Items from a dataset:

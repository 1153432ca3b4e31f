//! Console logging shortcuts.
//!
//! Everything goes through `tracing`; the CLI formatter decides how each line
//! looks. `success!` is an info event under a dedicated target so it can be
//! rendered differently from plain progress messages.

/// Target used by [`success!`] events.
pub const SUCCESS_TARGET: &str = "netsweep::success";

/// Target used for raw, unprefixed console output.
pub const PRINT_TARGET: &str = "netsweep::print";

#[macro_export]
macro_rules! success {
    ($($arg:tt)*) => {
        $crate::__tracing::info!(target: $crate::macros::SUCCESS_TARGET, $($arg)*)
    };
}

#[macro_export]
macro_rules! error {
    ($($arg:tt)*) => {
        $crate::__tracing::error!($($arg)*)
    };
}
mod fakes;
mod integration;
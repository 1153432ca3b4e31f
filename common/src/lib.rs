//! Shared building blocks for the netsweep workspace.
//!
//! Holds the types every other crate agrees on: the scan configuration, the
//! fatal error taxonomy, the address range being probed and the devices a scan
//! produces.

pub mod config;
pub mod error;
pub mod macros;
pub mod network;

pub use error::ScanError;

#[doc(hidden)]
pub use tracing as __tracing;
use colored::Color;

pub const PRIMARY: Color = Color::BrightGreen;
pub const SEPARATOR: Color = Color::BrightBlack;
pub const TEXT_DEFAULT: Color = Color::White;
pub const IPV4_ADDR: Color = Color::BrightBlue;
pub const MAC_ADDR: Color = Color::Yellow;
pub const UNKNOWN: Color = Color::BrightBlack;
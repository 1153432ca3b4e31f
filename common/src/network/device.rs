use std::collections::HashMap;
use std::net::Ipv4Addr;

use pnet::util::MacAddr;

/// Display name given to every device whose reverse lookup failed or was skipped.
pub const UNKNOWN_NAME: &str = "Name unknown";

/// An `(address, link address)` pair observed during a probe round.
#[derive(Debug, Clone, Copy, PartialEq, Eq, Hash)]
pub struct Reply {
    pub address: Ipv4Addr,
    pub mac: MacAddr,
}

impl Reply {
    pub fn new(address: Ipv4Addr, mac: MacAddr) -> Self {
        Self { address, mac }
    }
}

/// A host that answered the probe, with its best-effort name attached.
#[derive(Debug, Clone, PartialEq, Eq)]
pub struct Device {
    pub address: Ipv4Addr,
    pub mac: MacAddr,
    pub name: String,
}

impl Device {
    pub fn new(reply: Reply, name: impl Into<String>) -> Self {
        Self {
            address: reply.address,
            mac: reply.mac,
            name: name.into(),
        }
    }

    pub fn unnamed(reply: Reply) -> Self {
        Self::new(reply, UNKNOWN_NAME)
    }

    pub fn has_name(&self) -> bool {
        self.name != UNKNOWN_NAME
    }
}

/// Collapses replies so each address appears once.
///
/// An address keeps the position of its first sighting and the MAC of its
/// last one.
pub fn merge_replies(replies: impl IntoIterator<Item = Reply>) -> Vec<Reply> {
    let mut merged: Vec<Reply> = Vec::new();
    let mut positions: HashMap<Ipv4Addr, usize> = HashMap::new();

    for reply in replies {
        match positions.get(&reply.address) {
            Some(&idx) => merged[idx].mac = reply.mac,
            None => {
                positions.insert(reply.address, merged.len());
                merged.push(reply);
            }
        }
    }

    merged
}

// ╔════════════════════════════════════════════╗
// ║ ████████╗███████╗███████╗████████╗███████╗ ║
// ║ ╚══██╔══╝██╔════╝██╔════╝╚══██╔══╝██╔════╝ ║
// ║    ██║   █████╗  ███████╗   ██║   ███████╗ ║
// ║    ██║   ██╔══╝  ╚════██║   ██║   ╚════██║ ║
// ║    ██║   ███████╗███████║   ██║   ███████║ ║
// ║    ╚═╝   ╚══════╝╚══════╝   ╚═╝   ╚══════╝ ║
// ╚════════════════════════════════════════════╝
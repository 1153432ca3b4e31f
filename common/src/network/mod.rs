pub mod device;
pub mod interface;
pub mod range;
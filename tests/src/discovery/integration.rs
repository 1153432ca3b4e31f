use std::collections::HashSet;
use std::net::Ipv4Addr;
use std::sync::Arc;
use std::time::{Duration, Instant};

use netsweep_common::config::ScanConfig;
use netsweep_common::network::device::UNKNOWN_NAME;
use netsweep_core::{DiscoveryService, NameResolver};

use super::fakes::{host, reply, ScriptedLookup, ScriptedProber};

fn config(range: &str) -> ScanConfig {
    let mut cfg = ScanConfig::new(range.parse().unwrap());
    cfg.probe_timeout = Duration::from_millis(100);
    cfg.name_timeout = Duration::from_millis(200);
    cfg.max_concurrency = 2;
    cfg
}

/// Three responders where the middle one has no reverse record.
fn three_responders() -> (DiscoveryService, Arc<ScriptedLookup>) {
    let lookup = Arc::new(ScriptedLookup {
        names: [(host(10), "nas.home".to_string()), (host(30), "printer.home".to_string())]
            .into_iter()
            .collect(),
        fail: [host(20)].into_iter().collect(),
        delay: Duration::from_millis(20),
        ..Default::default()
    });
    let prober = ScriptedProber {
        replies: vec![reply(10), reply(20), reply(30)],
    };
    let service = DiscoveryService::new(Box::new(prober), NameResolver::new(lookup.clone()));
    (service, lookup)
}

#[tokio::test]
async fn discovery_names_responders_and_marks_failures() {
    let (service, lookup) = three_responders();

    let report = service.scan(&config("192.168.50.0/24")).await.unwrap();

    let rows: Vec<(Ipv4Addr, &str)> = report
        .devices
        .iter()
        .map(|d| (d.address, d.name.as_str()))
        .collect();
    assert_eq!(
        rows,
        vec![
            (host(10), "nas.home"),
            (host(20), UNKNOWN_NAME),
            (host(30), "printer.home"),
        ]
    );
    assert_eq!(lookup.calls(), 3);

    let stats = report.resolution.expect("names were requested");
    assert_eq!(stats.workers, 2);
    assert_eq!(stats.resolved, 2);
    // two rounds of ~20ms, far below three sequential timeouts
    assert!(stats.elapsed < Duration::from_millis(400), "took {:?}", stats.elapsed);
}

#[tokio::test]
async fn discovery_keeps_mac_of_each_responder() {
    let (service, _) = three_responders();

    let report = service.scan(&config("192.168.50.0/24")).await.unwrap();

    for device in &report.devices {
        assert_eq!(device.mac, reply(device.address.octets()[3]).mac);
    }
}

#[tokio::test]
async fn discovery_without_responders_is_empty_not_an_error() {
    let lookup = Arc::new(ScriptedLookup::default());
    let service = DiscoveryService::new(
        Box::new(ScriptedProber { replies: Vec::new() }),
        NameResolver::new(lookup.clone()),
    );

    let report = service.scan(&config("10.9.8.0/29")).await.unwrap();

    assert!(report.devices.is_empty());
    assert_eq!(lookup.calls(), 0);
}

#[tokio::test]
async fn discovery_outside_range_finds_nothing() {
    let (service, lookup) = three_responders();

    let report = service.scan(&config("10.0.0.0/24")).await.unwrap();

    assert!(report.devices.is_empty());
    assert_eq!(lookup.calls(), 0);
}

#[tokio::test]
async fn discovery_without_names_skips_resolution() {
    let (service, lookup) = three_responders();
    let mut cfg = config("192.168.50.0/24");
    cfg.resolve_names = false;

    let start = Instant::now();
    let report = service.scan(&cfg).await.unwrap();
    let fast = start.elapsed();

    assert_eq!(report.devices.len(), 3);
    assert!(report.devices.iter().all(|d| !d.has_name()));
    assert!(report.resolution.is_none());
    assert_eq!(lookup.calls(), 0);

    let (service, _) = three_responders();
    let start = Instant::now();
    service.scan(&config("192.168.50.0/24")).await.unwrap();
    assert!(fast < start.elapsed());
}

#[tokio::test]
async fn discovery_collapses_repeated_replies() {
    let lookup = Arc::new(ScriptedLookup::default());
    let prober = ScriptedProber {
        replies: vec![reply(7), reply(8), reply(7), reply(7)],
    };
    let service = DiscoveryService::new(Box::new(prober), NameResolver::new(lookup.clone()));

    let report = service.scan(&config("192.168.50.0/24")).await.unwrap();

    let addresses: Vec<Ipv4Addr> = report.devices.iter().map(|d| d.address).collect();
    assert_eq!(addresses, vec![host(7), host(8)]);
    assert_eq!(addresses.iter().collect::<HashSet<_>>().len(), 2);
    assert_eq!(lookup.calls(), 2);
}

#[tokio::test]
async fn discovery_survives_unresponsive_resolver() {
    let lookup = Arc::new(ScriptedLookup {
        names: [(host(1), "gateway".to_string())].into_iter().collect(),
        hang: [host(2), host(3), host(4)].into_iter().collect(),
        ..Default::default()
    });
    let prober = ScriptedProber {
        replies: vec![reply(1), reply(2), reply(3), reply(4)],
    };
    let service = DiscoveryService::new(Box::new(prober), NameResolver::new(lookup));
    let mut cfg = config("192.168.50.0/24");
    cfg.max_concurrency = 4;

    let start = Instant::now();
    let report = service.scan(&cfg).await.unwrap();
    let elapsed = start.elapsed();

    assert_eq!(report.devices[0].name, "gateway");
    assert!(report.devices[1..].iter().all(|d| d.name == UNKNOWN_NAME));
    // every hang is waited out in parallel, once
    assert!(elapsed < cfg.name_timeout * 2, "took {elapsed:?}");
}

#[test]
fn console_macros_need_no_tracing_dependency() {
    let saved = "scan.csv";
    netsweep_common::success!("Results saved to {}", saved);
    netsweep_common::error!("interface '{}' does not exist", "eth9");
}
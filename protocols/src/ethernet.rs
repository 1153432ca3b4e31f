use anyhow::Context;
use pnet::packet::ethernet::{EtherType, MutableEthernetPacket};
use pnet::util::MacAddr;

pub fn make_header(buffer: &mut [u8], src_mac: MacAddr, dst_mac: MacAddr, et: EtherType) -> anyhow::Result<()> {
    let mut eth = MutableEthernetPacket::new(buffer).context("failed to create mutable Ethernet packet")?;

    eth.set_source(src_mac);
    eth.set_destination(dst_mac);
    eth.set_ethertype(et);

    Ok(())
}

// ╔════════════════════════════════════════════╗
// ║ ████████╗███████╗███████╗████████╗███████╗ ║
// ║ ╚══██╔══╝██╔════╝██╔════╝╚══██╔══╝██╔════╝ ║
// ║    ██║   █████╗  ███████╗   ██║   ███████╗ ║
// ║    ██║   ██╔══╝  ╚════██║   ██║   ╚════██║ ║
// ║    ██║   ███████╗███████║   ██║   ███████║ ║
// ║    ╚═╝   ╚══════╝╚══════╝   ╚═╝   ╚══════╝ ║
// ╚════════════════════════════════════════════╝

#[cfg(test)]
mod tests {
    use super::*;
    use crate::{ETH_HDR_LEN, MIN_ETH_FRAME_NO_FCS};
    use pnet::packet::ethernet::{EtherTypes, EthernetPacket};

    #[test]
    fn ethernet_header_sets_fields() {
        let mut b = [0u8; MIN_ETH_FRAME_NO_FCS];
        let src = MacAddr::new(0x00, 0x11, 0x22, 0x33, 0x44, 0x55);

        make_header(&mut b, src, MacAddr::broadcast(), EtherTypes::Arp).unwrap();

        let eth = EthernetPacket::new(&b[..ETH_HDR_LEN]).expect("parse eth");
        assert_eq!(eth.get_source(), src);
        assert_eq!(eth.get_destination(), MacAddr::broadcast());
        assert_eq!(eth.get_ethertype(), EtherTypes::Arp);
    }

    #[test]
    fn ethernet_header_errors_when_buffer_too_small() {
        let mut tiny: [u8; 0] = [];

        let err = make_header(&mut tiny, MacAddr::zero(), MacAddr::zero(), EtherTypes::Arp).unwrap_err();

        assert!(err.to_string().contains("Ethernet"), "unexpected error: {err:?}");
    }
}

REQUIRED ACTION: Determine the number of lines in the records that include the string "interface", and respond with that number only.

RESPONSE TO THIS EXERCISE: 2